Contrairement aux apparences, cette ''race'' ne meurt pas. Elle est, au Congo-Kinshasa, une pieuvre aux multiples têtes. La répression et l'oppression que subit ce pays depuis 1885 a dispersé cette ''race'' à travers le monde entier. Elle se renouvelle au quotidien. Elle affine ses méthodes et stratégies de travail. La clarté de sa pensée, son courage, son esprit d'abnégation en font ''une lumière''. Cette ''lumière'' fait peur aux vampires constituant ''le conglomérat d'aventuriers'' au service du néocolonialisme (http://www.jeuneafrique.com/431225/culture/said-bouamama-neocolonialisme-linstauration-de-mecanismes-de-dependance-occupation-militaire/).
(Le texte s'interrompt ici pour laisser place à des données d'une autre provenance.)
use axum::{
    http::StatusCode,
    response::{IntoResponse, Response},
    Json,
};
use sea_orm::error::DbErr;
use serde::{Deserialize, Serialize};
use utoipa::ToSchema;

fn current_request_id() -> Option<String> {
    crate::tracing::current_request_id().map(|rid| rid.as_str().to_string())
}

/// Error body returned by every failing endpoint
#[derive(Debug, Serialize, Deserialize, ToSchema)]
#[schema(example = json!({
    "error": "Unprocessable Entity",
    "message": "Insufficient stock: Insufficient stock for Designer Leather Jacket",
    "details": null,
    "request_id": "req-abc123xyz",
    "timestamp": "2024-12-09T10:30:00.000Z"
}))]
pub struct ErrorResponse {
    /// HTTP status category (e.g., "Not Found", "Bad Request")
    #[schema(example = "Not Found")]
    pub error: String,
    /// Human-readable error description
    #[schema(example = "Not found: Order TXN42 not found")]
    pub message: String,
    #[serde(skip_serializing_if = "Option::is_none")]
    pub details: Option<String>,
    /// Unique request identifier for support and debugging
    #[serde(skip_serializing_if = "Option::is_none")]
    #[schema(example = "req-abc123xyz")]
    pub request_id: Option<String>,
    /// RFC 3339 timestamp when the error occurred
    #[schema(example = "2024-12-09T10:30:00.000Z")]
    pub timestamp: String,
}

#[derive(Debug, thiserror::Error, Serialize)]
pub enum ServiceError {
    #[error("Database error: {0}")]
    DatabaseError(
        #[from]
        #[serde(skip)]
        sea_orm::error::DbErr,
    ),

    #[error("Not found: {0}")]
    NotFound(String),

    #[error("Validation error: {0}")]
    ValidationError(String),

    #[error("Authentication error: {0}")]
    AuthError(String),

    #[error("Unauthorized: {0}")]
    Unauthorized(String),

    #[error("Forbidden: {0}")]
    Forbidden(String),

    #[error("Bad request: {0}")]
    BadRequest(String),

    #[error("Conflict: {0}")]
    Conflict(String),

    #[error("Insufficient stock: {0}")]
    InsufficientStock(String),

    #[error("Invalid status: {0}")]
    InvalidStatus(String),

    /// A payment callback whose signature or amount does not match.
    #[error("Payment integrity violation: {0}")]
    IntegrityViolation(String),

    #[error("Hash error: {0}")]
    HashError(String),

    #[error("Serialization error: {0}")]
    SerializationError(String),

    #[error("Internal error: {0}")]
    InternalError(String),

    #[error("Other error: {0}")]
    Other(
        #[from]
        #[serde(skip)]
        anyhow::Error,
    ),
}

impl From<validator::ValidationErrors> for ServiceError {
    fn from(err: validator::ValidationErrors) -> Self {
        ServiceError::ValidationError(err.to_string())
    }
}

impl From<serde_json::Error> for ServiceError {
    fn from(err: serde_json::Error) -> Self {
        ServiceError::SerializationError(err.to_string())
    }
}

pub trait IntoDbErr {
    fn into_db_err(self) -> DbErr;
}

impl IntoDbErr for DbErr {
    fn into_db_err(self) -> DbErr {
        self
    }
}

impl IntoDbErr for String {
    fn into_db_err(self) -> DbErr {
        DbErr::Custom(self)
    }
}

impl IntoDbErr for &str {
    fn into_db_err(self) -> DbErr {
        DbErr::Custom(self.to_string())
    }
}

impl ServiceError {
    /// Generic constructor that normalizes any supported database error input.
    pub fn db_error<E: IntoDbErr>(error: E) -> Self {
        ServiceError::DatabaseError(error.into_db_err())
    }

    /// Returns the HTTP status code for this error.
    pub fn status_code(&self) -> StatusCode {
        match self {
            Self::NotFound(_) => StatusCode::NOT_FOUND,
            Self::ValidationError(_)
            | Self::BadRequest(_)
            | Self::InvalidStatus(_)
            | Self::IntegrityViolation(_) => StatusCode::BAD_REQUEST,
            Self::AuthError(_) | Self::Unauthorized(_) => StatusCode::UNAUTHORIZED,
            Self::Forbidden(_) => StatusCode::FORBIDDEN,
            Self::Conflict(_) => StatusCode::CONFLICT,
            Self::InsufficientStock(_) => StatusCode::UNPROCESSABLE_ENTITY,
            Self::DatabaseError(_)
            | Self::HashError(_)
            | Self::SerializationError(_)
            | Self::InternalError(_)
            | Self::Other(_) => StatusCode::INTERNAL_SERVER_ERROR,
        }
    }

    /// Returns the error message suitable for HTTP responses.
    /// Internal errors return generic messages.
    pub fn response_message(&self) -> String {
        match self {
            Self::DatabaseError(_) => "Database error".to_string(),
            Self::HashError(_)
            | Self::SerializationError(_)
            | Self::InternalError(_)
            | Self::Other(_) => "Internal server error".to_string(),
            // The callback never learns which check failed.
            Self::IntegrityViolation(_) => "Payment verification failed".to_string(),
            _ => self.to_string(),
        }
    }

    /// Short label used for metrics and log fields.
    pub fn kind(&self) -> &'static str {
        match self {
            Self::DatabaseError(_) => "database",
            Self::NotFound(_) => "not_found",
            Self::ValidationError(_) | Self::BadRequest(_) => "validation",
            Self::AuthError(_) | Self::Unauthorized(_) => "unauthorized",
            Self::Forbidden(_) => "forbidden",
            Self::Conflict(_) => "conflict",
            Self::InsufficientStock(_) => "insufficient_stock",
            Self::InvalidStatus(_) => "invalid_status",
            Self::IntegrityViolation(_) => "integrity_violation",
            Self::HashError(_)
            | Self::SerializationError(_)
            | Self::InternalError(_)
            | Self::Other(_) => "internal",
        }
    }
}

impl IntoResponse for ServiceError {
    fn into_response(self) -> Response {
        let status = self.status_code();
        if status.is_server_error() {
            tracing::error!(error = %self, "request failed with internal error");
        }

        let err = ErrorResponse {
            error: status.canonical_reason().unwrap_or("Error").to_string(),
            message: self.response_message(),
            details: None,
            request_id: current_request_id(),
            timestamp: chrono::Utc::now().to_rfc3339(),
        };

        (status, Json(err)).into_response()
    }
}
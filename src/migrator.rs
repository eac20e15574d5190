use sea_orm_migration::prelude::*;

pub struct Migrator;

#[async_trait::async_trait]
impl MigratorTrait for Migrator {
    fn migrations() -> Vec<Box<dyn MigrationTrait>> {
        vec![
            Box::new(m20240601_000001_create_users_table::Migration),
            Box::new(m20240601_000002_create_products_table::Migration),
            Box::new(m20240601_000003_create_orders_table::Migration),
            Box::new(m20240601_000004_create_order_items_table::Migration),
            Box::new(m20240601_000005_create_payments_table::Migration),
            Box::new(m20240601_000006_backfill_product_galleries::Migration),
        ]
    }
}

mod m20240601_000001_create_users_table {
    use sea_orm_migration::prelude::*;

    pub struct Migration;

    impl MigrationName for Migration {
        fn name(&self) -> &str {
            "m20240601_000001_create_users_table"
        }
    }

    #[async_trait::async_trait]
    impl MigrationTrait for Migration {
        async fn up(&self, manager: &SchemaManager) -> Result<(), DbErr> {
            manager
                .create_table(
                    Table::create()
                        .table(Users::Table)
                        .if_not_exists()
                        .col(ColumnDef::new(Users::Id).uuid().primary_key().not_null())
                        .col(ColumnDef::new(Users::Name).string().not_null())
                        .col(ColumnDef::new(Users::Email).string().not_null())
                        .col(ColumnDef::new(Users::PasswordHash).string().not_null())
                        .col(
                            ColumnDef::new(Users::Role)
                                .string_len(20)
                                .not_null()
                                .default("USER"),
                        )
                        .col(
                            ColumnDef::new(Users::CreatedAt)
                                .timestamp_with_time_zone()
                                .not_null(),
                        )
                        .col(
                            ColumnDef::new(Users::UpdatedAt)
                                .timestamp_with_time_zone()
                                .not_null(),
                        )
                        .to_owned(),
                )
                .await?;

            manager
                .create_index(
                    Index::create()
                        .if_not_exists()
                        .name("idx_users_email")
                        .table(Users::Table)
                        .col(Users::Email)
                        .unique()
                        .to_owned(),
                )
                .await
        }

        async fn down(&self, manager: &SchemaManager) -> Result<(), DbErr> {
            manager
                .drop_table(Table::drop().table(Users::Table).to_owned())
                .await
        }
    }

    #[derive(DeriveIden)]
    pub(super) enum Users {
        Table,
        Id,
        Name,
        Email,
        PasswordHash,
        Role,
        CreatedAt,
        UpdatedAt,
    }
}

mod m20240601_000002_create_products_table {
    use sea_orm_migration::prelude::*;

    pub struct Migration;

    impl MigrationName for Migration {
        fn name(&self) -> &str {
            "m20240601_000002_create_products_table"
        }
    }

    #[async_trait::async_trait]
    impl MigrationTrait for Migration {
        async fn up(&self, manager: &SchemaManager) -> Result<(), DbErr> {
            manager
                .create_table(
                    Table::create()
                        .table(Products::Table)
                        .if_not_exists()
                        .col(
                            ColumnDef::new(Products::Id)
                                .uuid()
                                .primary_key()
                                .not_null(),
                        )
                        .col(ColumnDef::new(Products::Name).string().not_null())
                        .col(
                            ColumnDef::new(Products::Description)
                                .text()
                                .not_null()
                                .default(""),
                        )
                        .col(
                            ColumnDef::new(Products::Price)
                                .decimal()
                                .not_null(),
                        )
                        .col(
                            ColumnDef::new(Products::Stock)
                                .integer()
                                .not_null()
                                .default(0)
                                .check(Expr::col(Products::Stock).gte(0)),
                        )
                        .col(ColumnDef::new(Products::Category).string().not_null())
                        .col(
                            ColumnDef::new(Products::ImageUrl)
                                .string()
                                .not_null()
                                .default(""),
                        )
                        .col(ColumnDef::new(Products::Images).json().not_null())
                        .col(
                            ColumnDef::new(Products::CreatedAt)
                                .timestamp_with_time_zone()
                                .not_null(),
                        )
                        .col(
                            ColumnDef::new(Products::UpdatedAt)
                                .timestamp_with_time_zone()
                                .not_null(),
                        )
                        .to_owned(),
                )
                .await?;

            manager
                .create_index(
                    Index::create()
                        .if_not_exists()
                        .name("idx_products_category")
                        .table(Products::Table)
                        .col(Products::Category)
                        .to_owned(),
                )
                .await
        }

        async fn down(&self, manager: &SchemaManager) -> Result<(), DbErr> {
            manager
                .drop_table(Table::drop().table(Products::Table).to_owned())
                .await
        }
    }

    #[derive(DeriveIden)]
    pub(super) enum Products {
        Table,
        Id,
        Name,
        Description,
        Price,
        Stock,
        Category,
        ImageUrl,
        Images,
        CreatedAt,
        UpdatedAt,
    }
}
/*!
 * # Metrics
 *
 * Prometheus counters for the checkout pipeline, exposed in text format at
 * `/metrics`. All collectors live in one registry owned by this module.
 */

use axum::{
    http::{header, StatusCode},
    response::{IntoResponse, Response},
};
use lazy_static::lazy_static;
use prometheus::{Encoder, IntCounter, IntCounterVec, Opts, Registry, TextEncoder};
use tracing::error;

lazy_static! {
    pub static ref REGISTRY: Registry = Registry::new();
    pub static ref ORDERS_CREATED: IntCounter = register(
        IntCounter::new("luxemart_orders_created_total", "Total number of orders created")
            .expect("metric can be created")
    );
    pub static ref ORDER_CREATION_FAILURES: IntCounterVec = register(
        IntCounterVec::new(
            Opts::new(
                "luxemart_order_creation_failures_total",
                "Failed order creations by reason"
            ),
            &["reason"]
        )
        .expect("metric can be created")
    );
    pub static ref PAYMENT_CALLBACKS: IntCounterVec = register(
        IntCounterVec::new(
            Opts::new(
                "luxemart_payment_callbacks_total",
                "Payment gateway callbacks by outcome"
            ),
            &["outcome"]
        )
        .expect("metric can be created")
    );
    pub static ref SIGNATURE_FAILURES: IntCounter = register(
        IntCounter::new(
            "luxemart_payment_signature_failures_total",
            "Callbacks rejected because the signature did not verify"
        )
        .expect("metric can be created")
    );
}

fn register<C>(collector: C) -> C
where
    C: prometheus::core::Collector + Clone + 'static,
{
    if let Err(e) = REGISTRY.register(Box::new(collector.clone())) {
        error!(error = %e, "failed to register metric");
    }
    collector
}

/// Callback outcome labels
pub mod outcome {
    pub const PAID: &str = "paid";
    pub const FAILED: &str = "failed";
    pub const DUPLICATE: &str = "duplicate";
    pub const REJECTED: &str = "rejected";
}

pub fn record_order_created() {
    ORDERS_CREATED.inc();
}

pub fn record_order_failure(reason: &str) {
    ORDER_CREATION_FAILURES.with_label_values(&[reason]).inc();
}

pub fn record_callback(outcome: &str) {
    PAYMENT_CALLBACKS.with_label_values(&[outcome]).inc();
}

pub fn record_signature_failure() {
    SIGNATURE_FAILURES.inc();
}

/// Renders every registered collector in Prometheus text format.
pub fn render() -> Result<String, prometheus::Error> {
    // Touch the lazies so families appear before their first increment.
    lazy_static::initialize(&ORDERS_CREATED);
    lazy_static::initialize(&ORDER_CREATION_FAILURES);
    lazy_static::initialize(&PAYMENT_CALLBACKS);
    lazy_static::initialize(&SIGNATURE_FAILURES);

    let mut buffer = Vec::new();
    TextEncoder::new().encode(&REGISTRY.gather(), &mut buffer)?;
    String::from_utf8(buffer).map_err(|e| prometheus::Error::Msg(e.to_string()))
}

/// `GET /metrics`
pub async fn metrics_handler() -> Response {
    match render() {
        Ok(body) => (
            StatusCode::OK,
            [(header::CONTENT_TYPE, "text/plain; version=0.0.4")],
            body,
        )
            .into_response(),
        Err(e) => {
            error!(error = %e, "failed to encode metrics");
            StatusCode::INTERNAL_SERVER_ERROR.into_response()
        }
    }
}
use crate::{
    db::DbPool,
    entities::order::{self, Entity as OrderEntity, OrderStatus},
    entities::user::Entity as UserEntity,
    errors::ServiceError,
};
use rust_decimal::Decimal;
use sea_orm::{ColumnTrait, EntityTrait, PaginatorTrait, QueryFilter, QuerySelect};
use serde::{Deserialize, Serialize};
use std::sync::Arc;
use utoipa::ToSchema;

/// Dashboard counters for administrators
#[derive(Debug, Clone, PartialEq, Serialize, Deserialize, ToSchema)]
#[serde(rename_all = "camelCase")]
pub struct StoreStats {
    pub total_users: u64,
    pub total_orders: u64,
    /// Sum of PAID, SHIPPED and DELIVERED order totals
    #[schema(value_type = String)]
    pub total_revenue: Decimal,
}

#[derive(Clone)]
pub struct StatsService {
    db_pool: Arc<DbPool>,
}

impl StatsService {
    pub fn new(db_pool: Arc<DbPool>) -> Self {
        Self { db_pool }
    }

    pub async fn store_stats(&self) -> Result<StoreStats, ServiceError> {
        let db = &*self.db_pool;
        let total_users = UserEntity::find()
            .count(db)
            .await
            .map_err(ServiceError::db_error)?;
        let total_orders = OrderEntity::find()
            .count(db)
            .await
            .map_err(ServiceError::db_error)?;

        // Summed in Rust: SQLite's SUM() is floating point.
        let settled = [OrderStatus::Paid, OrderStatus::Shipped, OrderStatus::Delivered];
        let totals: Vec<Decimal> = OrderEntity::find()
            .select_only()
            .column(order::Column::TotalAmount)
            .filter(order::Column::Status.is_in(settled))
            .into_tuple()
            .all(db)
            .await
            .map_err(ServiceError::db_error)?;

        Ok(StoreStats {
            total_users,
            total_orders,
            total_revenue: totals.into_iter().sum(),
        })
    }
}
La peur que suscite cette lumière pousse ce ''conglomérat'' à vouloir l'éteindre lâchement en tuant. Quand ? La nuit. C'est un ''conglomérat d'enfants des ténèbres''. Il est tellement lâche qu'il tue difficilement au grand jour. Il a peur d'être vu. Cela pourrait rendre son discours officiel sur ''la révolution de la modernité'' mensonger. Maîtriser son jeu est important pour les intellectuels organiques et structurants. Ce jeu lâche et mensonger se joue la nuit pour sauver les apparences pendant la journée. Il tue la nuit pour se présenter la jour comme étant au service de la sécurité citoyenne.

Ecrire sur le trio Eleizer-Daniel-Mike ne signifie pas que nous partageons toujours leurs analyses et certaines de leurs orientations politiques. Nous voulons seulement souligner leur capacité de s'inscrire dans la longue lignée de ''leurs ancêtres'' ayant compris que le Congo-Kinshasa est une cause pour laquelle ses dignes filles et fils peuvent verser leur sang dans un monde où les vampires ayant peur de ''la lumière'' ne jurent que par son extinction.

Ce trio renforce nos convictions selon lesquelles les minorités congolaises organisées finiront par avoir raison, sur le temps long, de ''conglomérats d'aventuriers'' au service de la néocolonie au cœur de l'Afrique.

Ce trio (avec bien d'autres) devrait être protégé le mieux que nous le pouvons et son travail soumis le plus possible aux compatriotes pouvant accéder aux réseaux sociaux. Il n'est pas amnésique. Il entretient la mémoire congolaise vivante.

Ce trio nous aide à nous garder du mépris et de la haine de nous-mêmes.